Using PHP to Accept Only Numbers From User Input

Almost all website attacks are caused by developers failing to sanitize user input. The standard security practice for handling user input is to “whitelist” it. Whitelisting converts ANY user input into the expected data type. For example if the input you are expecting is supposed to be a zipcode you need to create a script that will only except 5 numerical digits (9 if you support the +4 zipcodes). The more defined you can make your whitelist the more secure your script will be. If the user’s input cannot be converted to the whitelisted data type, in our case 5 numerical digits, then you return an error, “invalid zipcode”.

Why sanitize input

 
If you do not sanitize user input you run in the risk of cross site scripting (XSS) attacks, SQL injection, and other attacks. We as developers often write code expecting a certain type of user input not realizing that the user may not always give us what we expect. Since we have no idea what the user might send we can’t trust them (sorry). For best security practices we should always assume the user could be an attacker.

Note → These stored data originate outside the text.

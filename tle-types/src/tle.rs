use crate::{
    catalog::{CatalogId, CatalogNumber, Classification},
    designator::InternationalDesignator,
    epoch::Epoch,
    orbit::OrbitalElements,
    time::UtcTimestamp,
};
use derive_more::Display;

/// Unstructured TLE
/// https://en.wikipedia.org/wiki/Two-line_element_set
#[derive(Clone, Eq, PartialEq, Ord, PartialOrd, Hash, Debug)]
pub struct UnstructuredTle {
    pub satellite_name: Option<String>,
    pub line1: String,
    pub line2: String,
}

impl UnstructuredTle {
    /// The entry as a single text block, name line first
    pub fn contents(&self) -> String {
        match &self.satellite_name {
            Some(name) => format!("{name}\n{}\n{}", self.line1, self.line2),
            None => format!("{}\n{}", self.line1, self.line2),
        }
    }
}

/// A decoded two-line element set
#[derive(Clone, PartialEq, Debug, Display)]
#[display(
    fmt = "{{catalog_number: {}, name: {:?}, epoch: {}, elements: {}, ...}}",
    "catalog_number",
    "name",
    "epoch",
    "elements"
)]
pub struct Tle {
    /// Present for three-line input
    pub name: Option<String>,

    /// Data line 1, verbatim
    pub line1: String,
    /// Data line 2, verbatim
    pub line2: String,
    /// The whole input, trimmed
    pub contents: String,

    pub catalog_number: CatalogNumber,
    pub classification: Classification,
    pub international_designator: InternationalDesignator,
    pub epoch: Epoch,

    /// First derivative of mean motion divided by two [rev/day^2]
    pub mean_motion_dot: f64,
    /// Second derivative of mean motion divided by six [rev/day^3]
    pub mean_motion_ddot: f64,
    /// Drag term [1/earth radii]
    pub bstar: f64,

    pub ephemeris_type: char,
    pub element_set_number: u32,
    pub line1_checksum: u8,

    pub elements: OrbitalElements,
    pub line2_checksum: u8,
}

impl Tle {
    pub fn catalog_id(&self) -> CatalogId {
        self.catalog_number.id
    }

    pub fn epoch_timestamp(&self) -> UtcTimestamp {
        self.epoch.timestamp
    }

    pub fn to_unstructured(&self) -> UnstructuredTle {
        UnstructuredTle {
            satellite_name: self.name.clone(),
            line1: self.line1.clone(),
            line2: self.line2.clone(),
        }
    }
}
use derive_more::Display;

/// Mean orbital elements carried by line 2
#[derive(Copy, Clone, PartialEq, PartialOrd, Debug, Default, Display)]
#[display(
    fmt = "{{inc: {}, raan: {}, ecc: {}, argp: {}, ma: {}, n: {}, ...}}",
    "inclination",
    "right_ascension",
    "eccentricity",
    "argument_of_perigee",
    "mean_anomaly",
    "mean_motion"
)]
pub struct OrbitalElements {
    /// Inclination [deg]
    pub inclination: f64,

    /// Right ascension of the ascending node [deg]
    pub right_ascension: f64,

    /// Eccentricity, in [0, 1)
    pub eccentricity: f64,

    /// Argument of perigee [deg]
    pub argument_of_perigee: f64,

    /// Mean anomaly [deg]
    pub mean_anomaly: f64,

    /// Mean motion [rev/day]
    pub mean_motion: f64,

    /// Revolution number at epoch [rev]
    pub revolution_number: u32,
}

Another benefit of sanitizing the code is correcting typos. Maybe someone just typed in ‘90210p‘ as a zipcode on accident or maybe they left a space at the end. Instead of wasting the user’s time redirecting back and spitting out an error message, “invalid zipcode” you could strip off the ‘p‘ and run the script normally. Although we can’t trust our users we shouldn’t make it more difficult for them.

The Function

 
Here is a function I created that takes any string, finds all numbers and drops the rest.

<?php
function sanitizeInput($string) { return ereg_replace("[^0-9]", "", $string); }

echo sanitizeInput('blah123');
?>

The above example would output, ‘123‘.

Even if the user input is not going to be used in an SQL query, you should always sanitize the input!